2. An *HTTP server* with a greet API.
3. A *test*, which is responsible for managing the life-cycle of spinning up
the server and then plugging the driver into the specification to run it
as a test.
* Misc Notes
Here is some random quotes and notes from the scaling acceptance test chapter.
#+BEGIN_QUOTE
In [[https://en.wikipedia.org/wiki/Software_engineering][software engineering]], the *adapter pattern* is a [[https://en.wikipedia.org/wiki/Software_design_pattern][software design pattern]]
(also known as [[https://en.wikipedia.org/wiki/Wrapper_function][wrapper]], an alternative naming shared with the
[[https://en.wikipedia.org/wiki/Decorator_pattern][decorator pattern]]) that allows the [[https://en.wikipedia.org/wiki/Interface_(computing)][interface]] of an existing [[https://en.wikipedia.org/wiki/Class_(computer_programming)][class]] to be used
as another interface.[1] It is often used to make existing classes work with
others without modifying their [[https://en.wikipedia.org/wiki/Source_code][source code]].
#+END_QUOTE
Sometimes, it makes sense to do some refactoring before making a change.
#+BEGIN_QUOTE
First make the change easy, then make the easy change
#+END_QUOTE
~Kent Beck
** GRPC
If you're unfamiliar with gRPC, I'd start by looking at the
[[https://grpc.io/][gRPC website]]. Still, for this chapter, it's just another kind of adapter into
our system, a way for other systems to call (remote procedure call) our
excellent domain code.
The twist is you define a "service definition" using Protocol Buffers. You
then generate server and client code from the definition. This not only works
for Go but for most mainstream languages too. This means you can share a
definition with other teams in your company who may not even write Go and can
still do service-to-service communication smoothly.
If you haven't used gRPC before, you'll need to install a
*Protocol buffer compiler* and some *Go plugins*.
[[https://grpc.io/docs/languages/go/quickstart/][The gRPC website has clear instructions on how to do this]].
** Separating different kinds of tests
Acceptance tests are great in that they test the whole system works from a
pure user-facing, behavioural POV, but they do have their downsides compared
to unit tests:
- Slower
- Quality of feedback is often not as focused as a unit test
- Doesn't help you with internal quality, or design
[[https://martinfowler.com/articles/practical-test-pyramid.html][The Test Pyramid]] guides us on the kind of mix we want for our test suite, you
should read Fowler's post for more detail, but the very simplistic summary
for this post is "lots of unit tests and a few acceptance tests".
For that reason, as a project grows you often may be in situations where the
acceptance tests can take a few minutes to run.
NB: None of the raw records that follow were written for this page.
//! Per-request context handed through the middleware pipeline.

use crate::http::{Extensions, Request};

/// The inbound [`Request`] plus request-scoped [`Extensions`].
///
/// Middleware may attach values before calling the next layer; handlers read
/// them back by type.
#[derive(Debug)]
pub struct Context {
    request: Request,
    extensions: Extensions,
}

impl Context {
    pub fn new(request: Request) -> Self {
        Self {
            request,
            extensions: Extensions::new(),
        }
    }

    pub fn request(&self) -> &Request {
        &self.request
    }

    pub fn extensions(&self) -> &Extensions {
        &self.extensions
    }

    pub fn extensions_mut(&mut self) -> &mut Extensions {
        &mut self.extensions
    }
}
To offer a friendly developer
experience for people checking out your project, you can enable developers to
run the different kinds of tests separately.
It's preferable that running ~go test ./...~ should be runnable with no
further set up from an engineer, beyond say a few key dependencies such as
the Go compiler (obviously) and perhaps Docker.
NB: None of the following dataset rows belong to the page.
//! HTTP/1.1 request parsing using the [`httparse`] crate.

use std::collections::HashMap;

use bytes::Bytes;
use thiserror::Error;

use super::{Headers, Method};

/// Errors that can occur while parsing an HTTP/1.1 request.
#[derive(Debug, Error)]
pub enum RequestError {
    #[error("request is incomplete, more data needed")]
    Incomplete,

    #[error("HTTP parse error: {0}")]
    Parse(#[from] httparse::Error),

    #[error("missing required field: {field}")]
    MissingField { field: &'static str },
}

/// A parsed HTTP/1.1 request.
///
/// Produced by [`Request::parse`] on the server side, or assembled directly
/// with [`Request::new`] when driving a pipeline in-process.
///
/// # Examples
///
/// ```
/// use rttp_caching::http::Request;
///
/// let raw = b"GET /article?id=7 HTTP/1.1\r\nHost: localhost\r\nIf-None-Match: abc\r\n\r\n";
/// let (request, _offset) = Request::parse(raw).unwrap();
///
/// assert_eq!(request.path(), "/article");
/// assert_eq!(request.query_param("id"), Some("7"));
/// assert_eq!(request.headers().get("if-none-match"), Some("abc"));
/// ```
#[derive(Debug)]
pub struct Request {
    method: Method,
    path: String,
    /// HTTP minor version: 0 for HTTP/1.0, 1 for HTTP/1.1.
    version: u8,
    headers: Headers,
    query: Option<String>,
    body: Bytes,
    params: HashMap<String, String>,
}

impl Request {
    /// Maximum number of headers we support per request.
    const MAX_HEADERS: usize = 64;

    /// Builds an HTTP/1.1 request without a body.
    ///
    /// `target` may carry a query string, which is split off and parsed the
    /// same way [`parse`](Self::parse) does.
    pub fn new(method: Method, target: &str) -> Self {
        let (path, query) = split_target(target);
        let params = query.as_deref().map(parse_query_string).unwrap_or_default();

        Self {
            method,
            path,
            version: 1,
            headers: Headers::new(),
            query,
            body: Bytes::new(),
            params,
        }
    }

    /// Appends a header, builder style.
    #[must_use]
    pub fn with_header(mut self, name: impl Into<String>, value: impl Into<String>) -> Self {
        self.headers.insert(name, value);
        self
    }

    /// Parse a raw HTTP/1.1 request from a byte slice.
    ///
    /// Returns the parsed `Request` and the byte offset at which the body begins
    /// in `buf` (immediately after the `\r\n\r\n` header terminator).
    ///
    /// # Errors
    ///
    /// - [`RequestError::Incomplete`]: more data is needed to complete the request headers.
    /// - [`RequestError::Parse`]: the data is malformed and cannot be parsed.
    /// - [`RequestError::MissingField`]: a required field (method, path, version) is absent.
    pub fn parse(buf: &[u8]) -> Result<(Self, usize), RequestError> {
        let mut headers = [httparse::EMPTY_HEADER; Self::MAX_HEADERS];
        let mut raw_req = httparse::Request::new(&mut headers);

        let body_offset = match raw_req.parse(buf)? {
            httparse::Status::Complete(offset) => offset,
            httparse::Status::Partial => return Err(RequestError::Incomplete),
        };

        let Ok(method) = raw_req
            .method
            .ok_or(RequestError::MissingField { field: "method" })?
            .parse::<Method>();

        let raw_path = raw_req
            .path
            .ok_or(RequestError::MissingField { field: "path" })?;
        let (path, query) = split_target(raw_path);

        let version = raw_req
            .version
            .ok_or(RequestError::MissingField { field: "version" })?;

        let mut header_map = Headers::with_capacity(raw_req.headers.len());
        for header in raw_req.headers.iter() {
            if let Ok(value) = std::str::from_utf8(header.value) {
                header_map.insert(header.name, value);
            }
        }

        let params = query.as_deref().map(parse_query_string).unwrap_or_default();
        let body = Bytes::copy_from_slice(&buf[body_offset..]);

        Ok((
            Self {
                method,
                path,
                version,
                headers: header_map,
                query,
                body,
                params,
            },
            body_offset,
        ))
    }

    pub fn method(&self) -> &Method {
        &self.method
    }

    /// Returns the request path (without the query string).
    pub fn path(&self) -> &str {
        &self.path
    }

    /// Returns the HTTP minor version number (0 = HTTP/1.0, 1 = HTTP/1.1).
    pub fn version(&self) -> u8 {
        self.version
    }

    pub fn headers(&self) -> &Headers {
        &self.headers
    }

    /// Returns the raw query string (without the leading `?`), if any.
    pub fn query_string(&self) -> Option<&str> {
        self.query.as_deref()
    }

    pub fn query_param(&self, key: &str) -> Option<&str> {
        self.params.get(key).map(String::as_str)
    }

    pub fn body(&self) -> &Bytes {
        &self.body
    }

    /// Returns `true` if the connection should be kept alive after this request.
    ///
    /// HTTP/1.1 defaults to keep-alive. HTTP/1.0 defaults to close unless
    /// `Connection: keep-alive` is explicitly set.
    pub fn is_keep_alive(&self) -> bool {
        match self.headers.get("connection") {
            Some(conn) => conn.eq_ignore_ascii_case("keep-alive"),
            None => self.version == 1,
        }
    }

    /// Returns the value of the `Content-Length` header parsed as a `usize`, if present.
    pub fn content_length(&self) -> Option<usize> {
        self.headers.get("content-length")?.parse().ok()
    }
}

fn split_target(target: &str) -> (String, Option<String>) {
    match target.split_once('?') {
        Some((path, query)) => (path.to_owned(), Some(query.to_owned())),
        None => (target.to_owned(), None),
    }
}

/// Parses `key=value&key2=value2`, decoding `+` as a space. No percent-decoding.
fn parse_query_string(query: &str) -> HashMap<String, String> {
    query
        .split('&')
        .filter(|pair| !pair.is_empty())
        .map(|pair| {
            let (key, value) = pair.split_once('=').unwrap_or((pair, ""));
            (key.replace('+', " "), value.replace('+', " "))
        })
        .collect()
}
Go provides a mechanism for engineers to run only "short" tests with the
[[https://pkg.go.dev/testing#Short][short flag]].
#+begin_src bash
go test -short ./...
#+end_src
** When should I write acceptance tests?
The best practice is to favour having lots of fast running unit tests and a
few acceptance tests, but how do you decide when you should write an
acceptance test, vs unit tests?
It's difficult to give a concrete rule, but the questions I typically ask
myself are:
- Is this an edge case? I'd prefer to unit test those.
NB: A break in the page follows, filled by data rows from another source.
//! HTTP response caching: `Cache-Control`, `Expires`, and ETag conditional GET.
//!
//! [`Caching`] is built once from [`CachingOptions`] and installed into a
//! [`Pipeline`]:
//!
//! - the `Cache-Control` value is computed up front and added to every
//!   response that lacks one ([`CacheControlMiddleware`]);
//! - requests presenting an `If-None-Match` etag the cache still remembers are
//!   answered `304 Not Modified` before the handler runs, and etags assigned
//!   with [`CachingReply::etag`] are remembered on the way out
//!   ([`ConditionalGetMiddleware`]).
//!
//! # Examples
//!
//! ```
//! use std::time::Duration;
//! use rttp_caching::{Pipeline, Request, Response, StatusCode};
//! use rttp_caching::caching::{Caching, CachingOptions, CachingReply, privacy};
//! use rttp_caching::http::Method;
//!
//! # #[tokio::main(flavor = "current_thread")]
//! # async fn main() {
//! let caching = Caching::new(CachingOptions::new().privacy(privacy::PRIVATE).expires_in(300));
//! let app = caching.install(Pipeline::new(|_ctx| async {
//!     Response::new(StatusCode::Ok).etag("v1", Duration::from_secs(60)).body("hello")
//! }));
//!
//! let first = app.handle(Request::new(Method::Get, "/")).await;
//! assert_eq!(first.headers().get("cache-control"), Some("private, max-age=300"));
//!
//! let again = app
//!     .handle(Request::new(Method::Get, "/").with_header("If-None-Match", "v1"))
//!     .await;
//! assert_eq!(again.status(), StatusCode::NotModified);
//! # }
//! ```

use std::sync::Arc;

use serde_json::json;
use thiserror::Error;

use crate::{
    Response, StatusCode,
    cache::{Cache, CacheError, CacheKey, MemoryCache},
    middleware::Pipeline,
};

pub mod cache_control;
pub mod conditional;
pub mod options;
pub mod reply;

pub use cache_control::{CacheControlMiddleware, cache_control_value};
pub use conditional::{ConditionalGetMiddleware, EtagLedger};
pub use options::{CachingOptions, DEFAULT_CACHE_SEGMENT, privacy};
pub use reply::{
    CachingReply, DEFAULT_ETAG_LIFETIME, EtagLifetime, Expires, INVALID_DATE, http_date, random_etag,
};

/// A cache operation failed while evaluating or recording an etag.
///
/// Never recovered locally: the affected request is answered with a `500`
/// through [`into_response`](Self::into_response).
#[derive(Debug, Error)]
pub enum CachingError {
    #[error("failed to look up etag {key}: {source}")]
    Lookup { key: CacheKey, source: CacheError },

    #[error("failed to record etag {key}: {source}")]
    Store { key: CacheKey, source: CacheError },
}

impl CachingError {
    /// Renders the error as a JSON `500 Internal Server Error` response.
    pub fn into_response(self) -> Response {
        let status = StatusCode::InternalServerError;
        let body = json!({
            "statusCode": status.as_u16(),
            "error": status.canonical_reason(),
            "message": self.to_string(),
        });
        Response::json(status, &body)
            .unwrap_or_else(|_| Response::new(status).body(status.canonical_reason()))
    }
}

impl From<CachingError> for Response {
    fn from(err: CachingError) -> Self {
        err.into_response()
    }
}

/// The caching layer, built once and installed into a pipeline.
///
/// [`install`](Self::install) consumes the value, so each `Caching` can be
/// registered exactly once.
pub struct Caching {
    cache_control: Option<Arc<str>>,
    ledger: EtagLedger,
}

impl Caching {
    /// Computes the `Cache-Control` value and sets up the etag ledger,
    /// falling back to a [`MemoryCache`] when `options` carries no cache.
    pub fn new(options: CachingOptions) -> Self {
        let cache_control = cache_control_value(&options).map(Arc::from);
        let cache: Arc<dyn Cache> = match options.cache {
            Some(cache) => cache,
            None => Arc::new(MemoryCache::new()),
        };

        tracing::debug!(
            cache_control = ?cache_control,
            segment = %options.cache_segment,
            "caching configured"
        );

        Self {
            cache_control,
            ledger: EtagLedger::new(cache, options.cache_segment),
        }
    }

    /// The `Cache-Control` value added to responses, if any.
    pub fn cache_control(&self) -> Option<&str> {
        self.cache_control.as_deref()
    }

    pub fn ledger(&self) -> &EtagLedger {
        &self.ledger
    }

    /// The cache backing the etag ledger, for application use.
    pub fn cache(&self) -> &Arc<dyn Cache> {
        self.ledger.cache()
    }

    pub fn segment(&self) -> &str {
        self.ledger.segment()
    }

    /// Appends the caching middleware to `pipeline`: `Cache-Control` first,
    /// so it also decorates `304` short-circuits, then conditional GET.
    pub fn install(self, pipeline: Pipeline) -> Pipeline {
        let pipeline = match self.cache_control {
            Some(value) => pipeline.with(CacheControlMiddleware::new(value)),
            None => pipeline,
        };
        pipeline.with(ConditionalGetMiddleware::new(self.ledger))
    }
}

impl Default for Caching {
    fn default() -> Self {
        Self::new(CachingOptions::default())
    }
}

#[cfg(test)]
mod tests {
    use std::time::Duration;

    use super::*;
    use crate::{Request, http::Method};

    fn app(caching: Caching) -> Pipeline {
        caching.install(Pipeline::new(|_ctx| async {
            Response::new(StatusCode::Ok)
                .etag("123456", Duration::from_millis(300))
                .body("hello")
        }))
    }

    #[test]
    fn default_has_no_cache_control() {
        let caching = Caching::default();
        assert_eq!(caching.cache_control(), None);
        assert_eq!(caching.segment(), DEFAULT_CACHE_SEGMENT);
    }

    #[tokio::test]
    async fn injected_cache_is_used() {
        let cache: Arc<dyn Cache> = Arc::new(MemoryCache::new());
        let caching = Caching::new(
            CachingOptions::new()
                .cache(Arc::clone(&cache))
                .cache_segment("articles"),
        );
        assert!(Arc::ptr_eq(caching.cache(), &cache));

        let app = app(caching);
        app.handle(Request::new(Method::Get, "/")).await;
        let key = CacheKey::new("123456", "articles");
        assert!(cache.has(&key).await.unwrap());
    }

    #[tokio::test]
    async fn install_without_privacy_adds_one_layer() {
        let app = app(Caching::default());
        assert_eq!(app.len(), 1);
        let res = app.handle(Request::new(Method::Get, "/")).await;
        assert!(!res.headers().contains("cache-control"));
        assert_eq!(res.headers().get("etag"), Some("123456"));
    }

    #[tokio::test]
    async fn not_modified_still_carries_cache_control() {
        let caching = Caching::new(CachingOptions::new().privacy(privacy::NO_CACHE));
        let app = app(caching);
        assert_eq!(app.len(), 2);

        app.handle(Request::new(Method::Get, "/")).await;
        let res = app
            .handle(Request::new(Method::Get, "/").with_header("If-None-Match", "123456"))
            .await;
        assert_eq!(res.status(), StatusCode::NotModified);
        assert_eq!(res.headers().get("cache-control"), Some("no-cache"));
    }

    #[test]
    fn error_response_is_json_500() {
        let err = CachingError::Lookup {
            key: CacheKey::new("abc", "seg"),
            source: CacheError::Unavailable("down".into()),
        };
        let res: Response = err.into();
        assert_eq!(res.status(), StatusCode::InternalServerError);
        let body: serde_json::Value = serde_json::from_slice(res.body_ref()).unwrap();
        assert_eq!(body["statusCode"], 500);
        assert_eq!(
            body["message"],
            "failed to look up etag seg:abc: cache backend unavailable: down"
        );
    }
}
- Is this something that the non-computer people talk about a lot? I would
prefer to have a lot of confidence the key thing "really" works, so I'd add
an acceptance test.
- Am I describing a user journey, rather than a specific function? Acceptance
test.
- Would unit tests give me enough confidence? Sometimes you're taking an
existing journey that already has an acceptance test, but you're adding
other functionality to deal with different scenarios due to different
inputs. In this case, adding another acceptance test adds a cost but brings
little value, so I'd prefer some unit tests.
* Wrapping up
Building systems with a reasonable cost of change requires you to have ATs
engineered to help you, not become a maintenance burden. They can be used as a
means of guiding, or as a GOOS says, "growing" your software methodically.
Hopefully, with this example, you can see our application's predictable,
structured workflow for driving change and how you could use it for your work.
You can imagine talking to a stakeholder who wants to extend the system you
work on in some way. Capture it in a domain-centric, implementation-agnostic
way in a specification, and use it as a north star towards your efforts. Riya
and I describe leveraging BDD techniques like "Example Mapping"
[[https://www.youtube.com/watch?v=ZMWJCk_0WrY][in our GopherconUK talk]] to help you understand the essential complexity more
deeply and allow you to write more detailed and meaningful specifications.
Separating essential and accidental complexity concerns will make your work
less ad-hoc and more structured and deliberate; this ensures the resiliency of
your acceptance tests and helps them become less of a maintenance burden.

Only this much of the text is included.